Lexio/spiritualité – Editions Le Cerf – 2024 (première édition 2022)

C’est le titre qui m’a attiré vers ce livre, tant il est oxymorique : quelle gloire peuvent bien mériter les bons à rien ? Dans nos sociétés obsédées par la performance, la réussite et la productivité, le bon à rien est un inutile, un déchet. Il est une honte pas une gloire.

Ce livre était signalé dans un dossier sur l’échec, dans un hebdomadaire bien connu La Vie. Effectivement le bon à rien est dans l’échec, sans doute même par essence. J’avoue avoir eu       envie de savoir comment l’auteur allait vendre son titre. Et j’ai commandé l’ouvrage, qui est un petit livre de poche, rapidement lu.

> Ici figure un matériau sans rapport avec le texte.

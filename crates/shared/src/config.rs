//! Application configuration management.

use serde::Deserialize;
use tracing::info;

use crate::error::AppResult;

/// Application configuration.
#[derive(Debug, Clone, Default, Deserialize)]
pub struct AppConfig {
    /// Currency registry configuration.
    #[serde(default)]
    pub registry: RegistryConfig,
    /// Formatting configuration.
    #[serde(default)]
    pub formatting: FormattingConfig,
}

/// Currency registry configuration.
#[derive(Debug, Clone, Deserialize)]
pub struct RegistryConfig {
    /// Load the historic ISO-4217 table next to the current one.
    #[serde(default = "default_include_historic")]
    pub include_historic: bool,
    /// Custom currencies registered at startup.
    #[serde(default)]
    pub custom_currencies: Vec<CustomCurrencyConfig>,
}

impl Default for RegistryConfig {
    fn default() -> Self {
        Self {
            include_historic: default_include_historic(),
            custom_currencies: Vec::new(),
        }
    }
}

fn default_include_historic() -> bool {
    true
}

/// A user-defined currency registered at startup.
#[derive(Debug, Clone, Deserialize)]
pub struct CustomCurrencyConfig {
    /// Three-letter currency code.
    pub code: String,
    /// Namespace the currency lives in.
    #[serde(default = "default_namespace")]
    pub namespace: String,
    /// English name of the currency.
    pub english_name: String,
    /// Currency symbol.
    #[serde(default = "default_symbol")]
    pub symbol: String,
    /// Numeric code, 0 when the currency has none.
    #[serde(default)]
    pub numeric_code: u16,
    /// Number of decimal digits for decimal-based currencies.
    #[serde(default)]
    pub decimal_digits: Option<u8>,
    /// Special minor unit: `"fifth"` or `"none"`. Overrides `decimal_digits`.
    #[serde(default)]
    pub minor_unit: Option<String>,
}

fn default_namespace() -> String {
    "CUSTOM".to_string()
}

fn default_symbol() -> String {
    crate::types::GENERIC_CURRENCY_SIGN.to_string()
}

/// Formatting configuration.
#[derive(Debug, Clone, Deserialize)]
pub struct FormattingConfig {
    /// Culture used when none is given explicitly (e.g. "en-US").
    #[serde(default = "default_culture")]
    pub default_culture: String,
}

impl Default for FormattingConfig {
    fn default() -> Self {
        Self {
            default_culture: default_culture(),
        }
    }
}

fn default_culture() -> String {
    "en-US".to_string()
}

impl AppConfig {
    /// Loads configuration from environment and config files.
    ///
    /// # Errors
    ///
    /// Returns `AppError::Config` if a source cannot be read or a value has
    /// the wrong type.
    pub fn load() -> AppResult<Self> {
        dotenvy::dotenv().ok();

        let run_mode = std::env::var("RUN_MODE").unwrap_or_else(|_| "development".to_string());

        let config = config::Config::builder()
            .add_source(config::File::with_name("config/default").required(false))
            .add_source(config::File::with_name(&format!("config/{run_mode}")).required(false))
            .add_source(config::Environment::with_prefix("COINAGE").separator("__"))
            .build()?;

        let loaded: Self = config.try_deserialize()?;
        info!(
            run_mode = %run_mode,
            custom_currencies = loaded.registry.custom_currencies.len(),
            default_culture = %loaded.formatting.default_culture,
            "Configuration loaded"
        );
        Ok(loaded)
    }
}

Dès la photo de couverture, une chose est évidente : l’auteur est un religieux, sans doute un moine, et sans doute un dominicain, compte tenu de l’habit. Vérification faite, c’est bien le cas. Un dominicain qui fait l’éloge de la médiocrité, c’est quand même assez rare, ils sont plutôt dans l’excellence. Bref, le titre m’avait mis l’eau à la bouche.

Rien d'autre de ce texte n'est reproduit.